- Work instruction -
The response must consist of the lines below from the one with "filename crates/cusp_core/src/krawczyk.rs" through the one with "attempted), and an", exactly as they appear and with both ends kept.

+++ Input data +++

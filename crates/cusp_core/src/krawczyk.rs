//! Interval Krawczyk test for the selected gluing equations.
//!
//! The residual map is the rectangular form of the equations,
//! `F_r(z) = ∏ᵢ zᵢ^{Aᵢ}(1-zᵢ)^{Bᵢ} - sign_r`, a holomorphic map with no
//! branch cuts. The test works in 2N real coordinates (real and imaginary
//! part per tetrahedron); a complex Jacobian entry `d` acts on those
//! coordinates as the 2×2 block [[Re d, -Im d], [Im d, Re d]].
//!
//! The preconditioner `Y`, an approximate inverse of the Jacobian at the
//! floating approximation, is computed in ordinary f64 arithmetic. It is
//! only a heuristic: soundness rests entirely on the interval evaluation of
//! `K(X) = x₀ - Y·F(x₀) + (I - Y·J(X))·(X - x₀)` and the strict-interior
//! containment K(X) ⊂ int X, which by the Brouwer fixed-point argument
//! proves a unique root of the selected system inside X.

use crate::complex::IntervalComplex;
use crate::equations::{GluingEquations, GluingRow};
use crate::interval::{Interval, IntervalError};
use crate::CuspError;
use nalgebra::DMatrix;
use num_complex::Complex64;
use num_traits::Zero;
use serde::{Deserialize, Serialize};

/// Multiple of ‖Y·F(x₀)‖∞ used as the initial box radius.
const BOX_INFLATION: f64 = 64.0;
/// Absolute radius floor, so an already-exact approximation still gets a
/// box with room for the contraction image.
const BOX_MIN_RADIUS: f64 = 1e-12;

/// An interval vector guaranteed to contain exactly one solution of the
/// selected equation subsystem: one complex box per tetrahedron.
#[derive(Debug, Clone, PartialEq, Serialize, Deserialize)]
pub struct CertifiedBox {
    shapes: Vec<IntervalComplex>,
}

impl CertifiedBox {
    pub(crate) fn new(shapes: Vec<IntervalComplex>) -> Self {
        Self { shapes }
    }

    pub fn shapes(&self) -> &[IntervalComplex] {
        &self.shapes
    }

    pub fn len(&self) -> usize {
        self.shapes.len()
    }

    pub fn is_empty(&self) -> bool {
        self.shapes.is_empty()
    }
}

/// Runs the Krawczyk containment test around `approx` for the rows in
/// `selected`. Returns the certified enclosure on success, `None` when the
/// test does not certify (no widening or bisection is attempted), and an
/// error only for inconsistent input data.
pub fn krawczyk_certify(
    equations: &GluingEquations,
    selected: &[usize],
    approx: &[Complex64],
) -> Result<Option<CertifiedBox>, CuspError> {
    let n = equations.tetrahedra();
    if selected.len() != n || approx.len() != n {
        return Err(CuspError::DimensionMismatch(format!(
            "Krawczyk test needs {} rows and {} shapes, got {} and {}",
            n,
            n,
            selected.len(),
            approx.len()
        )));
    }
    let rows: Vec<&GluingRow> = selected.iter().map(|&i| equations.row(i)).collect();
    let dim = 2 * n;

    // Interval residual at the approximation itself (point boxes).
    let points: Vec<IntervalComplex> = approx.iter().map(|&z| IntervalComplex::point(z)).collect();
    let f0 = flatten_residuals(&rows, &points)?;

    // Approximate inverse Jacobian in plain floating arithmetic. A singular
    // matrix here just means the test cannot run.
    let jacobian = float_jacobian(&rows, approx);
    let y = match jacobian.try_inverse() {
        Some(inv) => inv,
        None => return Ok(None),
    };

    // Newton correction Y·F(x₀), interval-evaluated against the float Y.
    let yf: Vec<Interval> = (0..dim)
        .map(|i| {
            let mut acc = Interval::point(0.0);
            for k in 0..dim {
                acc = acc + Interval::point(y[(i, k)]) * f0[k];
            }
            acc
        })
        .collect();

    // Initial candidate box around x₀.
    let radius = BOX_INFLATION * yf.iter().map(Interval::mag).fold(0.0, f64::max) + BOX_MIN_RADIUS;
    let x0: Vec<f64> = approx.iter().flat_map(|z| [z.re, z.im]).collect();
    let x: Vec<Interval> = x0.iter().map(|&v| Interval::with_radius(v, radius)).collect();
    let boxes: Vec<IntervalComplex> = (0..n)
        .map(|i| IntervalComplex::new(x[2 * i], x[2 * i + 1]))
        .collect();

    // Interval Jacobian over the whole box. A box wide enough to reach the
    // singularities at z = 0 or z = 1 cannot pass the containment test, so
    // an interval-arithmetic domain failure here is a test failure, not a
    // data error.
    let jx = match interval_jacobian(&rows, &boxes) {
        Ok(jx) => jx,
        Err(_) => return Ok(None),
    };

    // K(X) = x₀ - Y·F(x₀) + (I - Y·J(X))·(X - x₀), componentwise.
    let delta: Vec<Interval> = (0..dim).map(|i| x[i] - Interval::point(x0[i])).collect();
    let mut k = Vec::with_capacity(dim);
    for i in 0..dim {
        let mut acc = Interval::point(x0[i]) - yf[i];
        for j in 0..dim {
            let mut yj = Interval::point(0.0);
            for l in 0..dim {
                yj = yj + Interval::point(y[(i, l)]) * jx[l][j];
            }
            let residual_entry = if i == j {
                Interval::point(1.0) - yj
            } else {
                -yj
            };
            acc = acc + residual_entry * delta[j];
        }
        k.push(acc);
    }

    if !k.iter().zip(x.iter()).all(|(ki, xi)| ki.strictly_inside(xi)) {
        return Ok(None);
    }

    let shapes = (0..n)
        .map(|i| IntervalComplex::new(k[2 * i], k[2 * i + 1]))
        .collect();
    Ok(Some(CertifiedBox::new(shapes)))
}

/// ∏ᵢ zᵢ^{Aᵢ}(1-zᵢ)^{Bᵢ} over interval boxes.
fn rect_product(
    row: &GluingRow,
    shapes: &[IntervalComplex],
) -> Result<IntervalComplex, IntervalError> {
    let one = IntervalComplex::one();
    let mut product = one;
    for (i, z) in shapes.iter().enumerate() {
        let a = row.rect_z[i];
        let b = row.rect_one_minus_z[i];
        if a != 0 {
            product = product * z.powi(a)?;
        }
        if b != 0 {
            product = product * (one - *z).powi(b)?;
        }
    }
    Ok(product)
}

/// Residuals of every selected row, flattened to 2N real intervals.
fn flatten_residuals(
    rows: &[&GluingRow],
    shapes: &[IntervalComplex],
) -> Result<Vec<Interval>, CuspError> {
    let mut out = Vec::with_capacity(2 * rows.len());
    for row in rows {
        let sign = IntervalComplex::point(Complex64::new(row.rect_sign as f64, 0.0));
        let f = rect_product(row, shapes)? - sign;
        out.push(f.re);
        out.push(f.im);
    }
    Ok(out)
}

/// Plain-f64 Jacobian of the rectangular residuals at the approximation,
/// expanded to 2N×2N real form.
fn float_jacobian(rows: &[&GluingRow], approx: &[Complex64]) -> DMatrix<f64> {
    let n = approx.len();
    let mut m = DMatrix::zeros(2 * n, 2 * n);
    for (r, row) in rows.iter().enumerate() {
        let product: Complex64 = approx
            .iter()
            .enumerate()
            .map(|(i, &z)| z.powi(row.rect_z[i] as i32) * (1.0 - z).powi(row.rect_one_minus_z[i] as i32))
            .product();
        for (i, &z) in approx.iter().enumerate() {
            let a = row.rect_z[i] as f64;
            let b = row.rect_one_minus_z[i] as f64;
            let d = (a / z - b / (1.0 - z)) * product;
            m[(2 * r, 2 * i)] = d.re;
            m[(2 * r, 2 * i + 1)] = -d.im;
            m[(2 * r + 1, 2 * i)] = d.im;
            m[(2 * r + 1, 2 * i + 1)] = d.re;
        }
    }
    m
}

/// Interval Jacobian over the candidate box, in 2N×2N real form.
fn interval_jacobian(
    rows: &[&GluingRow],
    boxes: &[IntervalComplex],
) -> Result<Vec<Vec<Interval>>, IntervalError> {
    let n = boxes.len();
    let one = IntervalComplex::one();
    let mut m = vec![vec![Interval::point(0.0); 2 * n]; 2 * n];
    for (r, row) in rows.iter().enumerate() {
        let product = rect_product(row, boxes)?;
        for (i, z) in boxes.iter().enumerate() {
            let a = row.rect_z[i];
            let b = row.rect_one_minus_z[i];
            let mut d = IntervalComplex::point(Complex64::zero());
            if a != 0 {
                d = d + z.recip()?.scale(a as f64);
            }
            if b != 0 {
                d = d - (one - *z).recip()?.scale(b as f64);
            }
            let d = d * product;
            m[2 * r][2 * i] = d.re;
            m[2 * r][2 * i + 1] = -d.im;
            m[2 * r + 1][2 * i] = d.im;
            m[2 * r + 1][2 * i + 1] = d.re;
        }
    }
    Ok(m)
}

+++
+++ Input data +++

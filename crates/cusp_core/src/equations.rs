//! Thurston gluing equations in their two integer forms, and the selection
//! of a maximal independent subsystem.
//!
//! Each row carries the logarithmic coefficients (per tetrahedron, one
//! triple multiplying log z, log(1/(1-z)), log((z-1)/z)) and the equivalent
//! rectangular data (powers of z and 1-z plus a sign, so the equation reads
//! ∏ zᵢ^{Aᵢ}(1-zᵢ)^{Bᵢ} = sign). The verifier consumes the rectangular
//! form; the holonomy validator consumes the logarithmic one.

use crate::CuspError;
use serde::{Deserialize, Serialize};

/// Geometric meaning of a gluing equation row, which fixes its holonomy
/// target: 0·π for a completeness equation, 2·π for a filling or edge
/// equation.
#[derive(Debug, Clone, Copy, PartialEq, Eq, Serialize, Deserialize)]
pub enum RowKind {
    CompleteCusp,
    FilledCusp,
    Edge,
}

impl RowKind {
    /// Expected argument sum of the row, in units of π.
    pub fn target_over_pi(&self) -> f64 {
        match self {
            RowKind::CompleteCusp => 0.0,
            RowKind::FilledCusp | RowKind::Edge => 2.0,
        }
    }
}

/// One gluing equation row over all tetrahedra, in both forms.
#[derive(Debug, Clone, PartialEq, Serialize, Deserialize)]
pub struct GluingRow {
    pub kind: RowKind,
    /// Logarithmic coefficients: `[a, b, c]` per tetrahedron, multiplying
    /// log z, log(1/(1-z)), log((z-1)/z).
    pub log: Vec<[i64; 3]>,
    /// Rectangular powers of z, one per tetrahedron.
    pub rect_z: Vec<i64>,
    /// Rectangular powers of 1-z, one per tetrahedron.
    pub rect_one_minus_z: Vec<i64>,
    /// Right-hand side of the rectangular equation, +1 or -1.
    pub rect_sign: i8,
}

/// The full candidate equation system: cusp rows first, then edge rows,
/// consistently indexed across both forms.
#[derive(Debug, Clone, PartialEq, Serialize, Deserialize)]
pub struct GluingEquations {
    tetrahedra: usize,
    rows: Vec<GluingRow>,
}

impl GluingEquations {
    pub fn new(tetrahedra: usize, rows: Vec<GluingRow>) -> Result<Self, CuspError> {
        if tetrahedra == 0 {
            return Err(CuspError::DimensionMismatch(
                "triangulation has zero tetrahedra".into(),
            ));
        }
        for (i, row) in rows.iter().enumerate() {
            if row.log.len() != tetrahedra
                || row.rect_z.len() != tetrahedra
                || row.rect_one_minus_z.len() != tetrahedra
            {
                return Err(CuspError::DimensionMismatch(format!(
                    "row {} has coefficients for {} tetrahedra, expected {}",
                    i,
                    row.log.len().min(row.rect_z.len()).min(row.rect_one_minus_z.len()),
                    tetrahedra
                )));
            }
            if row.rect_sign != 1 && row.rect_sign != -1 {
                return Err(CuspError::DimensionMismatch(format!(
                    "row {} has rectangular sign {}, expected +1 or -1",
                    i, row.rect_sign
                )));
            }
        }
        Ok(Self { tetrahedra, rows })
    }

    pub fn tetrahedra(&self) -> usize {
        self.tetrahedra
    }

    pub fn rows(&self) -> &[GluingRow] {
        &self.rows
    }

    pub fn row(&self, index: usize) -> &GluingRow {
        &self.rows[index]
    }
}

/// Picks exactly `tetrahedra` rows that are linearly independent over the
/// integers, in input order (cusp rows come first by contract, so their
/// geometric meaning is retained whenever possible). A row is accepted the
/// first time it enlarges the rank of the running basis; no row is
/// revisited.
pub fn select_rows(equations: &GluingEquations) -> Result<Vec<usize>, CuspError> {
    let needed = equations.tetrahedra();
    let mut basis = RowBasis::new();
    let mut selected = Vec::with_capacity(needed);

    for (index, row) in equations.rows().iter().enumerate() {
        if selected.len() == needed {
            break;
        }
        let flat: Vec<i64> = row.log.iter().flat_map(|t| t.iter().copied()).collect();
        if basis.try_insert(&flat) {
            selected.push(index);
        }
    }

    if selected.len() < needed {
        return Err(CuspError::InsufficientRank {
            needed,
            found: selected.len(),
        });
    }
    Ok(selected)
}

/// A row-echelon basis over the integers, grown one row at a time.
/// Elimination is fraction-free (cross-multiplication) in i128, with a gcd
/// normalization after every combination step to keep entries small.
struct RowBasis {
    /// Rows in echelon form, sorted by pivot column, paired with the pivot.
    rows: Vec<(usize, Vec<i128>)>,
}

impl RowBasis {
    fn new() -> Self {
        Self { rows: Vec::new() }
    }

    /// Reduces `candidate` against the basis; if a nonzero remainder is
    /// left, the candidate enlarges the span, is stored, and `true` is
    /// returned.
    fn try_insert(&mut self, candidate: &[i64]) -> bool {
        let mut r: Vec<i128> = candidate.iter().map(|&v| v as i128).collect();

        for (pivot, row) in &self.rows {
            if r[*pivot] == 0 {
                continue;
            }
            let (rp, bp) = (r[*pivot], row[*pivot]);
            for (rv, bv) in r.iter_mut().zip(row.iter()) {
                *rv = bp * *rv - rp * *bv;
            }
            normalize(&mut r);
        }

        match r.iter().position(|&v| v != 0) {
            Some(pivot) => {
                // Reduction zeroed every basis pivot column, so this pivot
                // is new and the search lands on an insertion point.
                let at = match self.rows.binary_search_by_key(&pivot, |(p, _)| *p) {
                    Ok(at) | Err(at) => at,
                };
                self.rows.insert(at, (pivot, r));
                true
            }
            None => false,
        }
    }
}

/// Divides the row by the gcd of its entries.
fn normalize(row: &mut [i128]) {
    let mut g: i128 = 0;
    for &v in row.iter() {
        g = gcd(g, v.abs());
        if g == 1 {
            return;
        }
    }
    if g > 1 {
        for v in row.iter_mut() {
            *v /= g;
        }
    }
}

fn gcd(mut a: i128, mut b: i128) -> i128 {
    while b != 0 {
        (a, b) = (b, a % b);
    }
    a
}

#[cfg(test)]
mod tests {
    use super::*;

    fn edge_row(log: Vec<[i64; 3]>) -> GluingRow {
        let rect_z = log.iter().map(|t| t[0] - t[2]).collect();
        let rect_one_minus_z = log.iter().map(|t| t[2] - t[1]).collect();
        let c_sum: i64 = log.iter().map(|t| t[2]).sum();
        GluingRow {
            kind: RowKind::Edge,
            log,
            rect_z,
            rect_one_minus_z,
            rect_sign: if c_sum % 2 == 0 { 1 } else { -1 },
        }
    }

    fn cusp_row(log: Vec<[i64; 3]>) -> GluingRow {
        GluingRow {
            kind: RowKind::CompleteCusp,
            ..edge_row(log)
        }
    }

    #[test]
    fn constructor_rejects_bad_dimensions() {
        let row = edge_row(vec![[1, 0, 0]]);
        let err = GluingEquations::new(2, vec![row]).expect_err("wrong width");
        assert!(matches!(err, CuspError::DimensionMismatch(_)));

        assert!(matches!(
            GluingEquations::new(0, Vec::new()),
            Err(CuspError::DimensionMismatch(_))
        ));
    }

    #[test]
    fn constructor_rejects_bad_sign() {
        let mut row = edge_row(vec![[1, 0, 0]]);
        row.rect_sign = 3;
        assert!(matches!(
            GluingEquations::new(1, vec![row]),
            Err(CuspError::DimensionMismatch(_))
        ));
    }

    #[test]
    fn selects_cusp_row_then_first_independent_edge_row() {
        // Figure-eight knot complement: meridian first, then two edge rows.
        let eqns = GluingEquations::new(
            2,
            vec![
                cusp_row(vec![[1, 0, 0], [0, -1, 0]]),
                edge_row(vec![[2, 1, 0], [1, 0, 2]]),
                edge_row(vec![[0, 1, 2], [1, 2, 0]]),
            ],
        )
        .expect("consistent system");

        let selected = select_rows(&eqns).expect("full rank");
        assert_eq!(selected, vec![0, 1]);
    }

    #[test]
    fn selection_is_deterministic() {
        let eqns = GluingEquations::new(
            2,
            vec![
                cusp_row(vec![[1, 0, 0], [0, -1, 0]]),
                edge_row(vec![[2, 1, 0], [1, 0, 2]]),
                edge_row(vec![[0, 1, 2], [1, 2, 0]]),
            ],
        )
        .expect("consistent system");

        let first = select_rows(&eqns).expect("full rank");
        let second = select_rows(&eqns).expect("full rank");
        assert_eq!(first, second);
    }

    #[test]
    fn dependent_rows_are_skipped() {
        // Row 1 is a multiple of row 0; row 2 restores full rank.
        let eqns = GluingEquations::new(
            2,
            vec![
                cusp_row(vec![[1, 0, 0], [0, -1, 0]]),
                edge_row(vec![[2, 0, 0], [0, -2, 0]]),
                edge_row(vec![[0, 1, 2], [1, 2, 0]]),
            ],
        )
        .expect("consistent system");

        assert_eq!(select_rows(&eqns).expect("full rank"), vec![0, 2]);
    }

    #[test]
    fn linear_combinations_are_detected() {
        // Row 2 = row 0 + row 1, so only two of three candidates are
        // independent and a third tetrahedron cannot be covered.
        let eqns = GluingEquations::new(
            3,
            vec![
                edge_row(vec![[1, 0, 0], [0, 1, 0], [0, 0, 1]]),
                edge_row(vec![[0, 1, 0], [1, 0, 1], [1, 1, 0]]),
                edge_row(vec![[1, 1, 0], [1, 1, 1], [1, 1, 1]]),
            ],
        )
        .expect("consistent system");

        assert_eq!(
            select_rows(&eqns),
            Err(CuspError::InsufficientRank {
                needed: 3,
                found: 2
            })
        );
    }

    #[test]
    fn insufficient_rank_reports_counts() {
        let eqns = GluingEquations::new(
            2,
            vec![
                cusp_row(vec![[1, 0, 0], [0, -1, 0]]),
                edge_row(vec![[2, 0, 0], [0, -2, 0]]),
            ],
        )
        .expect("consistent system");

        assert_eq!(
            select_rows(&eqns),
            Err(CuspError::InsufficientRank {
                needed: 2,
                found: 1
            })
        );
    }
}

+++
+++ Input data +++

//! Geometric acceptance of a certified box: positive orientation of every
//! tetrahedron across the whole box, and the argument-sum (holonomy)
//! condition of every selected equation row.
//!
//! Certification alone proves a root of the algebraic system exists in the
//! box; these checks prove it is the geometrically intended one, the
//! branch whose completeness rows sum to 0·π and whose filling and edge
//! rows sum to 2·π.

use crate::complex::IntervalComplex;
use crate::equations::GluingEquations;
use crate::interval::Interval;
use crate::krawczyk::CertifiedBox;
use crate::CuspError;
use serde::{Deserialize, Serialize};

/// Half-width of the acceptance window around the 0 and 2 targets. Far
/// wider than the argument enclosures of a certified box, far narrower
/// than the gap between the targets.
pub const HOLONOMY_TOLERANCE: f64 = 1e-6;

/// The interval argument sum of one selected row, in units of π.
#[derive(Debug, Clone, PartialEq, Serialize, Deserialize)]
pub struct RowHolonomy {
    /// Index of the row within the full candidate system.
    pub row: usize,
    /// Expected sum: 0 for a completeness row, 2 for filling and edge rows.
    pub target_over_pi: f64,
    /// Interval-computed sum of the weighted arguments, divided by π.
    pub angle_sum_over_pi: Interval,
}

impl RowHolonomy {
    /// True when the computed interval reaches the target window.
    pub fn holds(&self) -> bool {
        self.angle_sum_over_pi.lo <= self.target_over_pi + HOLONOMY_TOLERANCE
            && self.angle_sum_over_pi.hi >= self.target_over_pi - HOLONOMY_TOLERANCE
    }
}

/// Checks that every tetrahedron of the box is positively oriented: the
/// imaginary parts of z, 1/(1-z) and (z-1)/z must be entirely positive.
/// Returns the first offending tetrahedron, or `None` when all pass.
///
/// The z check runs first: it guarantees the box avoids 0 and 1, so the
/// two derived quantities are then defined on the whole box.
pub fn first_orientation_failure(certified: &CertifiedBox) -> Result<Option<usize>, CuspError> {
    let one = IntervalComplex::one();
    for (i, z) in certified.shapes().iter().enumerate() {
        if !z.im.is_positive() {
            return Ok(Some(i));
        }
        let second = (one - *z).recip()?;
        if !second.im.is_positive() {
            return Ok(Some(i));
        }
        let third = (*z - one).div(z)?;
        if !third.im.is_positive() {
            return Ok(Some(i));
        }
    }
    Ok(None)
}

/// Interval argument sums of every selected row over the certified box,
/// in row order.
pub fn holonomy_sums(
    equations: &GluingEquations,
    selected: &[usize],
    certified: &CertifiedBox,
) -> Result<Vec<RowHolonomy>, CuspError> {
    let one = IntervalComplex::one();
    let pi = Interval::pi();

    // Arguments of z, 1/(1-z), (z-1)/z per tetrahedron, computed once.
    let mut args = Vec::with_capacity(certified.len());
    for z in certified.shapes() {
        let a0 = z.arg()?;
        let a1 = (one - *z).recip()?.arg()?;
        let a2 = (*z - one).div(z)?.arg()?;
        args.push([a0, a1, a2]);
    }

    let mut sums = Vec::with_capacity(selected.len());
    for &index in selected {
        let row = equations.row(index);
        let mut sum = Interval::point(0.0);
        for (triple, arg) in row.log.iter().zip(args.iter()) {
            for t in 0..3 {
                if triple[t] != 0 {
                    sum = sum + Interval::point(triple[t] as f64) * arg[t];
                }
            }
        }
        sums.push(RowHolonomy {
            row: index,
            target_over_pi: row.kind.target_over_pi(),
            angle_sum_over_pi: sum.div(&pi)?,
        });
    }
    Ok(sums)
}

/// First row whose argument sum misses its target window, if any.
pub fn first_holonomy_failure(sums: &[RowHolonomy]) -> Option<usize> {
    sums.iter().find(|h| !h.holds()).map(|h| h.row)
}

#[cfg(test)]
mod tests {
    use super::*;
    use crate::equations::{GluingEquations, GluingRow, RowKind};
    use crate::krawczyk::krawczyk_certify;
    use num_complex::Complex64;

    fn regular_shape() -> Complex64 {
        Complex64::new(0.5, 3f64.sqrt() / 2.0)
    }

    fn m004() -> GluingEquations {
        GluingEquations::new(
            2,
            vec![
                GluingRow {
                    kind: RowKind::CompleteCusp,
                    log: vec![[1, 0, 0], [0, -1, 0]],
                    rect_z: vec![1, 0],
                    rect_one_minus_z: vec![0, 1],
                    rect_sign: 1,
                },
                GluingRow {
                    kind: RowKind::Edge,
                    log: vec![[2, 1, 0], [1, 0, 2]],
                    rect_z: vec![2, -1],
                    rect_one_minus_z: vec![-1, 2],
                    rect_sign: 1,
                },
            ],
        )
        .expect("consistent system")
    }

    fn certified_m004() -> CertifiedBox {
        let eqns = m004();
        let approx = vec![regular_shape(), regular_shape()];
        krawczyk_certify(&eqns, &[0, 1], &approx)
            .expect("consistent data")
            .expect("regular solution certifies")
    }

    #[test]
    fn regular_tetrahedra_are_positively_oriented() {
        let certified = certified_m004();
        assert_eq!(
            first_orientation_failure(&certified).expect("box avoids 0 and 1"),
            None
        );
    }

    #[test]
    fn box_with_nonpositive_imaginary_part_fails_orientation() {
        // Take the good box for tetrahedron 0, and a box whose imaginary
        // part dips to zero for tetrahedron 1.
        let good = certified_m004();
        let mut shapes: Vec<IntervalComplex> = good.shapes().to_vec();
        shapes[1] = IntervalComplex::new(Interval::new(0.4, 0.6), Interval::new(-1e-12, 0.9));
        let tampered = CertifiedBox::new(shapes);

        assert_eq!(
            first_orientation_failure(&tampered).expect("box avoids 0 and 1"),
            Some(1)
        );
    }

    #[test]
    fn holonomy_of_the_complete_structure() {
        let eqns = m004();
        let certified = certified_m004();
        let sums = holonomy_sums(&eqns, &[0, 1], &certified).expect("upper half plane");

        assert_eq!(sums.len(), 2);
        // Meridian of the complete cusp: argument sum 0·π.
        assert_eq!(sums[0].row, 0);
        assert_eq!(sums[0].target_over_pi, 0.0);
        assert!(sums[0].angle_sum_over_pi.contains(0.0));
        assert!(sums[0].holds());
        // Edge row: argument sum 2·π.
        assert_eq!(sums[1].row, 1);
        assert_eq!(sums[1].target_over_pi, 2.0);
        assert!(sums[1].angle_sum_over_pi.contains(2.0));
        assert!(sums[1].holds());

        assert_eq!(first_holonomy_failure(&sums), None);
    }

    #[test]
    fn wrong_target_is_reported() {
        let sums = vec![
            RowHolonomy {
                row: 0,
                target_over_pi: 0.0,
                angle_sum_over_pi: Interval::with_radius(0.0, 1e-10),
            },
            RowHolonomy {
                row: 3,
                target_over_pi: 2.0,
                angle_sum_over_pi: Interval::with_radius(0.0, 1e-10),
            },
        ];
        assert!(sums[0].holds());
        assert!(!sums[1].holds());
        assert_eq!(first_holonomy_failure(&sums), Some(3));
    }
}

+++

- Reply to the exercise -
filename crates/cusp_core/src/krawczyk.rs
//! Interval Krawczyk test for the selected gluing equations.
//!
//! The residual map is the rectangular form of the equations,
//! `F_r(z) = ∏ᵢ zᵢ^{Aᵢ}(1-zᵢ)^{Bᵢ} - sign_r`, a holomorphic map with no
//! branch cuts. The test works in 2N real coordinates (real and imaginary
//! part per tetrahedron); a complex Jacobian entry `d` acts on those
//! coordinates as the 2×2 block [[Re d, -Im d], [Im d, Re d]].
//!
//! The preconditioner `Y`, an approximate inverse of the Jacobian at the
//! floating approximation, is computed in ordinary f64 arithmetic. It is
//! only a heuristic: soundness rests entirely on the interval evaluation of
//! `K(X) = x₀ - Y·F(x₀) + (I - Y·J(X))·(X - x₀)` and the strict-interior
//! containment K(X) ⊂ int X, which by the Brouwer fixed-point argument
//! proves a unique root of the selected system inside X.

use crate::complex::IntervalComplex;
use crate::equations::{GluingEquations, GluingRow};
use crate::interval::{Interval, IntervalError};
use crate::CuspError;
use nalgebra::DMatrix;
use num_complex::Complex64;
use num_traits::Zero;
use serde::{Deserialize, Serialize};

/// Multiple of ‖Y·F(x₀)‖∞ used as the initial box radius.
const BOX_INFLATION: f64 = 64.0;
/// Absolute radius floor, so an already-exact approximation still gets a
/// box with room for the contraction image.
const BOX_MIN_RADIUS: f64 = 1e-12;

/// An interval vector guaranteed to contain exactly one solution of the
/// selected equation subsystem: one complex box per tetrahedron.
#[derive(Debug, Clone, PartialEq, Serialize, Deserialize)]
pub struct CertifiedBox {
    shapes: Vec<IntervalComplex>,
}

impl CertifiedBox {
    pub(crate) fn new(shapes: Vec<IntervalComplex>) -> Self {
        Self { shapes }
    }

    pub fn shapes(&self) -> &[IntervalComplex] {
        &self.shapes
    }

    pub fn len(&self) -> usize {
        self.shapes.len()
    }

    pub fn is_empty(&self) -> bool {
        self.shapes.is_empty()
    }
}

/// Runs the Krawczyk containment test around `approx` for the rows in
/// `selected`. Returns the certified enclosure on success, `None` when the
/// test does not certify (no widening or bisection is attempted), and an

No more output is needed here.